Nazar Dulov : ce n'est pas ce qu'on m'avait promis
« On m'a dit des choses avant que je signe. Je ne les répéterai pas, mais je m'en souviens toutes. » Ural 2 n'ont pas répondu, ce qui est déjà une réponse.
Indemnité réglée, contrat réglé, visite médicale programmée. Gaetano Molignano sera le joueur d’un autre club d’ici le week-end, et à Ural 2 les adieux ont discrètement commencé.
9 recrues en un seul mercato. Chacune peut être une amélioration, et l'équipe peut quand même être moins bonne pendant un temps, la partie d'une reconstruction que les verdicts ne mentionnent jamais.
Il ne s'agissait pas de football, et tous ceux qui ont vu la scène le savent.

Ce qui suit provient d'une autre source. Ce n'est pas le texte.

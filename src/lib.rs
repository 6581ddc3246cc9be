//! Shared decision & constraint knowledge base for AI coding agents — via MCP.
//!
//! Tenet is an [MCP](https://modelcontextprotocol.io/) server that lets
//! multiple AI coding agents record architectural **decisions** and
//! **constraints** into one store. Its centerpiece is a duplicate-detection
//! engine on the write path: every create is scored against existing records
//! (tag overlap, layer match, key/value similarity, recency, priority) and
//! the top score picks one of four response tiers:
//!
//! | Score | Tier | Effect |
//! |-------|------|--------|
//! | < 35 | none | record created silently |
//! | 35–44 | gentle nudge | record created, duplicate-risk warning attached |
//! | 45–59 | hard block | create rejected; bypass with `ignore_suggest` |
//! | ≥ 60 | auto-update | existing record updated and version-bumped instead |
//!
//! # Architecture
//!
//! - **Storage**: SQLite with a tag index for candidate retrieval and an
//!   append-only version history
//! - **Scoring**: pure multi-factor similarity with itemized breakdowns
//! - **Policies**: key-pattern rule sets with required-field quality gates
//! - **Transport**: MCP over stdio (primary) or Streamable HTTP
//!
//! # Modules
//!
//! - [`config`] — Configuration loading from TOML files and environment variables
//! - [`db`] — SQLite database initialization, schema, and migrations
//! - [`knowledge`] — Core engine: retrieval, scoring, ranking, policies,
//!   tiers, and the write orchestrator

pub mod config;
pub mod db;
pub mod knowledge;
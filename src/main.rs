mod cli;
mod config;
mod db;
mod knowledge;
mod server;
mod tools;

use anyhow::Result;
use clap::{Parser, Subcommand};
use tracing_subscriber::EnvFilter;

#[derive(Parser)]
#[command(
    name = "tenet",
    version,
    about = "Shared decision & constraint knowledge base MCP server for AI coding agents"
)]
struct Cli {
    #[command(subcommand)]
    command: Command,
}

#[derive(Subcommand)]
enum Command {
    /// Start the MCP server (transport from config: stdio or http)
    Serve,
    /// Show knowledge-store statistics
    Stats,
}

#[tokio::main]
async fn main() -> Result<()> {
    let cli = Cli::parse();

    // Load config (validated at startup — bad tier thresholds are fatal here)
    let config = config::TenetConfig::load()?;

    // Initialize tracing with the configured log level.
    // Log to stderr so stdout stays clean for MCP JSON-RPC.
    let filter =
        EnvFilter::try_new(&config.server.log_level).unwrap_or_else(|_| EnvFilter::new("info"));
    tracing_subscriber::fmt()
        .with_env_filter(filter)
        .with_writer(std::io::stderr)
        .init();

    match cli.command {
        Command::Serve => match config.server.transport.as_str() {
            "http" => server::serve_http(config).await?,
            _ => server::serve_stdio(config).await?,
        },
        Command::Stats => {
            cli::stats(&config)?;
        }
    }

    Ok(())
}
//! SQL DDL for all Tenet tables.
//!
//! Defines the `records`, `record_tags`, `record_history`, `policies`, and
//! `schema_meta` tables. All DDL uses `IF NOT EXISTS` for idempotent
//! initialization.

use rusqlite::Connection;

/// All schema DDL statements for Tenet's core tables.
const SCHEMA_SQL: &str = r#"
-- Decisions and constraints
CREATE TABLE IF NOT EXISTS records (
    id TEXT PRIMARY KEY,
    kind TEXT NOT NULL CHECK(kind IN ('decision','constraint')),
    key TEXT NOT NULL,
    value TEXT NOT NULL,
    layer TEXT,
    priority INTEGER CHECK(priority BETWEEN 1 AND 4),
    tags TEXT NOT NULL DEFAULT '[]',
    version TEXT NOT NULL DEFAULT '1.0.0',
    status TEXT NOT NULL DEFAULT 'active',
    deleted INTEGER NOT NULL DEFAULT 0,
    created_at TEXT NOT NULL,
    updated_at TEXT NOT NULL,
    UNIQUE(kind, key)
);

CREATE INDEX IF NOT EXISTS idx_records_kind ON records(kind);
CREATE INDEX IF NOT EXISTS idx_records_layer ON records(layer);
CREATE INDEX IF NOT EXISTS idx_records_updated ON records(updated_at);

-- Tag index for candidate retrieval
CREATE TABLE IF NOT EXISTS record_tags (
    record_id TEXT NOT NULL REFERENCES records(id) ON DELETE CASCADE,
    tag TEXT NOT NULL,
    PRIMARY KEY (record_id, tag)
);

CREATE INDEX IF NOT EXISTS idx_record_tags_tag ON record_tags(tag);

-- Append-only version history
CREATE TABLE IF NOT EXISTS record_history (
    id INTEGER PRIMARY KEY AUTOINCREMENT,
    record_id TEXT NOT NULL,
    operation TEXT NOT NULL CHECK(operation IN ('create','update','auto_update')),
    version TEXT NOT NULL,
    previous_value TEXT,
    details TEXT,
    created_at TEXT NOT NULL
);

CREATE INDEX IF NOT EXISTS idx_history_record ON record_history(record_id);

-- Named rule sets; read-only to the suggestion engine
CREATE TABLE IF NOT EXISTS policies (
    name TEXT PRIMARY KEY,
    category TEXT,
    key_pattern TEXT NOT NULL,
    required_fields TEXT,
    defaults TEXT,
    suggest_on_create INTEGER NOT NULL DEFAULT 1,
    match_priority INTEGER NOT NULL DEFAULT 0,
    created_at TEXT NOT NULL
);

-- Schema metadata
CREATE TABLE IF NOT EXISTS schema_meta (
    key TEXT PRIMARY KEY,
    value TEXT NOT NULL
);
"#;

/// Initialize all schema tables. Idempotent (uses IF NOT EXISTS).
pub fn init_schema(conn: &Connection) -> rusqlite::Result<()> {
    conn.execute_batch(SCHEMA_SQL)?;

    // Set initial schema version if not already present
    conn.execute(
        "INSERT OR IGNORE INTO schema_meta (key, value) VALUES ('schema_version', '1')",
        [],
    )?;

    Ok(())
}

#[cfg(test)]
mod tests {
    use super::*;

    #[test]
    fn schema_creates_all_tables() {
        let conn = Connection::open_in_memory().unwrap();
        init_schema(&conn).unwrap();

        let tables: Vec<String> = conn
            .prepare("SELECT name FROM sqlite_master WHERE type='table' ORDER BY name")
            .unwrap()
            .query_map([], |row| row.get(0))
            .unwrap()
            .collect::<Result<Vec<_>, _>>()
            .unwrap();

        assert!(tables.contains(&"records".to_string()));
        assert!(tables.contains(&"record_tags".to_string()));
        assert!(tables.contains(&"record_history".to_string()));
        assert!(tables.contains(&"policies".to_string()));
        assert!(tables.contains(&"schema_meta".to_string()));
    }

    #[test]
    fn schema_is_idempotent() {
        let conn = Connection::open_in_memory().unwrap();
        init_schema(&conn).unwrap();
        init_schema(&conn).unwrap(); // second call should not error
    }

    #[test]
    fn key_is_unique_per_kind() {
        let conn = Connection::open_in_memory().unwrap();
        init_schema(&conn).unwrap();

        let insert = "INSERT INTO records (id, kind, key, value, created_at, updated_at) \
                      VALUES (?1, ?2, ?3, 'v', '2026-01-01T00:00:00Z', '2026-01-01T00:00:00Z')";
        conn.execute(insert, rusqlite::params!["a", "decision", "arch/db"])
            .unwrap();
        // Same key, other kind — allowed
        conn.execute(insert, rusqlite::params!["b", "constraint", "arch/db"])
            .unwrap();
        // Same kind and key — rejected by the uniqueness backstop
        let dup = conn.execute(insert, rusqlite::params!["c", "decision", "arch/db"]);
        assert!(dup.is_err());
    }
}
//! Policy loading and validation.
//!
//! Policies are named rule sets persisted by the storage layer and read-only
//! here. Each carries a key-pattern regex, an optional required-field list
//! (the quality gate), default field values, and a flag controlling whether
//! duplicate suggestion runs on creation. Rows are parsed into strict
//! [`Policy`] structs at this boundary — the regex is compiled exactly once
//! per load, and rows that fail to parse are skipped, never propagated.

use anyhow::Result;
use regex::Regex;
use rusqlite::Connection;
use serde::Serialize;
use serde_json::Value;

/// A parsed policy. `key_pattern` is the compiled form of `pattern_source`.
#[derive(Debug, Clone)]
pub struct Policy {
    pub name: String,
    pub category: Option<String>,
    pub key_pattern: Regex,
    pub pattern_source: String,
    pub required_fields: Vec<String>,
    pub defaults: serde_json::Map<String, Value>,
    pub suggest_on_create: bool,
    pub match_priority: i64,
}

/// Outcome of validating a new record against the configured policies.
#[derive(Debug, Clone, Serialize)]
pub struct PolicyValidation {
    pub valid: bool,
    pub violations: Vec<String>,
    #[serde(skip_serializing_if = "Option::is_none")]
    pub matched_policy: Option<String>,
}

impl PolicyValidation {
    fn vacuous() -> Self {
        Self {
            valid: true,
            violations: Vec::new(),
            matched_policy: None,
        }
    }
}

/// Load all policies in first-match scan order (match_priority, then name).
///
/// Rows with an invalid regex or malformed JSON columns are skipped with a
/// warning so one bad policy cannot take down the write path.
pub fn load_policies(conn: &Connection) -> Result<Vec<Policy>> {
    let mut stmt = conn.prepare(
        "SELECT name, category, key_pattern, required_fields, defaults, \
         suggest_on_create, match_priority \
         FROM policies ORDER BY match_priority, name",
    )?;

    let rows = stmt
        .query_map([], |row| {
            Ok((
                row.get::<_, String>(0)?,
                row.get::<_, Option<String>>(1)?,
                row.get::<_, String>(2)?,
                row.get::<_, Option<String>>(3)?,
                row.get::<_, Option<String>>(4)?,
                row.get::<_, bool>(5)?,
                row.get::<_, i64>(6)?,
            ))
        })?
        .collect::<Result<Vec<_>, _>>()?;

    let mut policies = Vec::with_capacity(rows.len());
    for (name, category, pattern, required, defaults, suggest_on_create, match_priority) in rows {
        let key_pattern = match Regex::new(&pattern) {
            Ok(re) => re,
            Err(e) => {
                tracing::warn!(policy = %name, error = %e, "skipping policy with invalid key pattern");
                continue;
            }
        };
        let required_fields: Vec<String> = required
            .as_deref()
            .and_then(|s| serde_json::from_str(s).ok())
            .unwrap_or_default();
        let defaults: serde_json::Map<String, Value> = defaults
            .as_deref()
            .and_then(|s| serde_json::from_str(s).ok())
            .unwrap_or_default();

        policies.push(Policy {
            name,
            category,
            key_pattern,
            pattern_source: pattern,
            required_fields,
            defaults,
            suggest_on_create,
            match_priority,
        });
    }

    Ok(policies)
}

/// Validate a new record key and its provided fields against the policies.
///
/// With an explicit policy name, only that policy is consulted (a missing
/// name is itself a violation). Otherwise the first policy whose key pattern
/// matches wins; no match means validation is vacuously valid and the write
/// proceeds without policy involvement.
pub fn validate(
    policies: &[Policy],
    key: &str,
    provided: &serde_json::Map<String, Value>,
    explicit: Option<&str>,
) -> PolicyValidation {
    let matched = match explicit {
        Some(name) => match policies.iter().find(|p| p.name == name) {
            Some(policy) => policy,
            None => {
                return PolicyValidation {
                    valid: false,
                    violations: vec![format!("policy '{name}' not found")],
                    matched_policy: None,
                }
            }
        },
        None => match policies.iter().find(|p| p.key_pattern.is_match(key)) {
            Some(policy) => policy,
            None => return PolicyValidation::vacuous(),
        },
    };

    let mut violations = Vec::new();

    // With an explicit policy the key pattern still has to hold; on a scan
    // match it held by construction.
    if explicit.is_some() && !matched.key_pattern.is_match(key) {
        violations.push(format!(
            "policy '{}': key '{key}' does not match pattern '{}'",
            matched.name, matched.pattern_source
        ));
    }

    for field in &matched.required_fields {
        if !field_provided(provided, field) {
            violations.push(format!(
                "policy '{}': required field '{field}' is missing or empty",
                matched.name
            ));
        }
    }

    PolicyValidation {
        valid: violations.is_empty(),
        violations,
        matched_policy: Some(matched.name.clone()),
    }
}

/// A field counts as provided when present, non-null, and non-empty.
fn field_provided(provided: &serde_json::Map<String, Value>, field: &str) -> bool {
    match provided.get(field) {
        None | Some(Value::Null) => false,
        Some(Value::String(s)) => !s.trim().is_empty(),
        Some(Value::Array(a)) => !a.is_empty(),
        Some(_) => true,
    }
}

#[cfg(test)]
mod tests {
    use super::*;
    use serde_json::json;

    fn policy(name: &str, pattern: &str, required: &[&str], priority: i64) -> Policy {
        Policy {
            name: name.into(),
            category: None,
            key_pattern: Regex::new(pattern).unwrap(),
            pattern_source: pattern.into(),
            required_fields: required.iter().map(|f| f.to_string()).collect(),
            defaults: serde_json::Map::new(),
            suggest_on_create: true,
            match_priority: priority,
        }
    }

    fn provided(pairs: &[(&str, Value)]) -> serde_json::Map<String, Value> {
        pairs
            .iter()
            .map(|(k, v)| (k.to_string(), v.clone()))
            .collect()
    }

    #[test]
    fn no_matching_policy_is_vacuously_valid() {
        let policies = vec![policy("security", r"^sec/", &["layer"], 0)];
        let result = validate(&policies, "ui/theme", &provided(&[]), None);
        assert!(result.valid);
        assert!(result.violations.is_empty());
        assert!(result.matched_policy.is_none());
    }

    #[test]
    fn first_pattern_match_wins() {
        let policies = vec![
            policy("broad", r"^sec/", &[], 0),
            policy("narrow", r"^sec/auth", &[], 1),
        ];
        let result = validate(&policies, "sec/auth-1", &provided(&[]), None);
        assert_eq!(result.matched_policy.as_deref(), Some("broad"));
    }

    #[test]
    fn missing_explicit_policy_is_a_violation() {
        let result = validate(&[], "sec/auth-1", &provided(&[]), Some("ghost"));
        assert!(!result.valid);
        assert_eq!(result.violations, vec!["policy 'ghost' not found"]);
        assert!(result.matched_policy.is_none());
    }

    #[test]
    fn explicit_policy_checks_its_key_pattern() {
        let policies = vec![policy("security", r"^sec/", &[], 0)];
        let result = validate(&policies, "ui/theme", &provided(&[]), Some("security"));
        assert!(!result.valid);
        assert!(result.violations[0].contains("does not match pattern"));
        assert_eq!(result.matched_policy.as_deref(), Some("security"));
    }

    #[test]
    fn quality_gate_reports_each_missing_field() {
        let policies = vec![policy("security", r"^sec/", &["layer", "tags"], 0)];
        let result = validate(
            &policies,
            "sec/auth-1",
            &provided(&[("layer", json!(""))]),
            None,
        );
        assert!(!result.valid);
        assert_eq!(result.violations.len(), 2);
        assert!(result.violations[0].contains("'layer'"));
        assert!(result.violations[1].contains("'tags'"));
    }

    #[test]
    fn satisfied_quality_gate_is_valid() {
        let policies = vec![policy("security", r"^sec/", &["layer", "tags"], 0)];
        let result = validate(
            &policies,
            "sec/auth-1",
            &provided(&[
                ("layer", json!("infrastructure")),
                ("tags", json!(["security"])),
            ]),
            None,
        );
        assert!(result.valid);
        assert_eq!(result.matched_policy.as_deref(), Some("security"));
    }

    #[test]
    fn empty_values_do_not_count_as_provided() {
        let fields = provided(&[
            ("blank", json!("   ")),
            ("null", json!(null)),
            ("empty_list", json!([])),
            ("ok", json!("x")),
            ("number", json!(0)),
        ]);
        assert!(!field_provided(&fields, "blank"));
        assert!(!field_provided(&fields, "null"));
        assert!(!field_provided(&fields, "empty_list"));
        assert!(!field_provided(&fields, "absent"));
        assert!(field_provided(&fields, "ok"));
        assert!(field_provided(&fields, "number"));
    }

    #[test]
    fn load_skips_invalid_regex_rows() {
        let conn = crate::db::open_memory_database().unwrap();
        let insert = "INSERT INTO policies (name, key_pattern, required_fields, \
                      suggest_on_create, match_priority, created_at) \
                      VALUES (?1, ?2, ?3, 1, ?4, '2026-01-01T00:00:00Z')";
        conn.execute(insert, rusqlite::params!["good", "^sec/", "[\"layer\"]", 0])
            .unwrap();
        conn.execute(insert, rusqlite::params!["broken", "([unclosed", "[]", 1])
            .unwrap();

        let policies = load_policies(&conn).unwrap();
        assert_eq!(policies.len(), 1);
        assert_eq!(policies[0].name, "good");
        assert_eq!(policies[0].required_fields, vec!["layer"]);
    }

    #[test]
    fn load_orders_by_match_priority() {
        let conn = crate::db::open_memory_database().unwrap();
        let insert = "INSERT INTO policies (name, key_pattern, suggest_on_create, \
                      match_priority, created_at) \
                      VALUES (?1, ?2, 1, ?3, '2026-01-01T00:00:00Z')";
        conn.execute(insert, rusqlite::params!["second", "^b/", 5]).unwrap();
        conn.execute(insert, rusqlite::params!["first", "^a/", 1]).unwrap();

        let policies = load_policies(&conn).unwrap();
        let names: Vec<&str> = policies.iter().map(|p| p.name.as_str()).collect();
        assert_eq!(names, ["first", "second"]);
    }
}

Deux hommes qui doivent jouer ensemble samedi se sont dit cette semaine au Ural 2 des choses qui prendront plus d'une semaine à effacer.
Quelqu'un a dit tout haut ce que plusieurs pensaient de la façon dont un autre s'entraîne, et Arsen Agakhanov était au milieu. La seule dispute de vestiaire qui porte vraiment sur le football.
« L’entraîneur n’a pas employé beaucoup de mots, et il n’en avait pas besoin. » Dino Jergović a sa réponse de Ural 2 ; ce qu’il en fera est l’histoire du prochain mercato.
« Je titularise des joueurs qui font le travail. Tout le travail. » Aucun nom n’a été prononcé ; toutes les caméras se sont quand même tournées vers Denis Perfilov, et l’entraîneur a laissé faire.
« Ça avait assez duré. Je préfère le dire en face plutôt que de laisser traîner. » Dix minutes à huis clos à Ural 2, et les deux hommes en sont ressortis en disant que tout allait bien.
« Je n'ai rien de mauvais à dire sur cet endroit. J'ai simplement besoin d'être ailleurs. » C'est écrit désormais, et cela change ce que Ural 2 peuvent feindre de ne pas avoir entendu.
Arsen Agakhanov et un coéquipier se sont dit cette semaine des choses qu'il faudra plus d'une semaine pour effacer. Il ne s'agissait pas de football, et les deux jouent samedi.
Quelqu'un a dit tout haut ce que plusieurs pensaient de la façon dont un autre s'entraîne, et Alexandr Shlenkin était au milieu. La seule dispute de vestiaire qui porte vraiment sur le football.
« J'ai essayé. J'ai vraiment essayé, et chaque matin je me réveille au mauvais endroit. » Personne à Ural 2 ne peut entraîner un homme à ne plus ressentir cela, et personne là-bas ne fait semblant d'essayer.
« On m'a dit des choses avant que je signe. Je ne les répéterai pas, mais je m'en souviens toutes. » Ural 2 n'ont pas répondu, ce qui est déjà une réponse.
Les clubs se sont entendus, et il ne reste que des formalités : une visite médicale, une photo, une signature. Personne à Ural 2 ne fait semblant de croire qu'il reportera ce maillot.
Il ne s'agissait pas de football, et tous ceux qui ont vu la scène le savent. Deux hommes qui doivent jouer ensemble samedi se sont dit cette semaine au Ural 2 des choses qui prendront plus d'une semaine à effacer.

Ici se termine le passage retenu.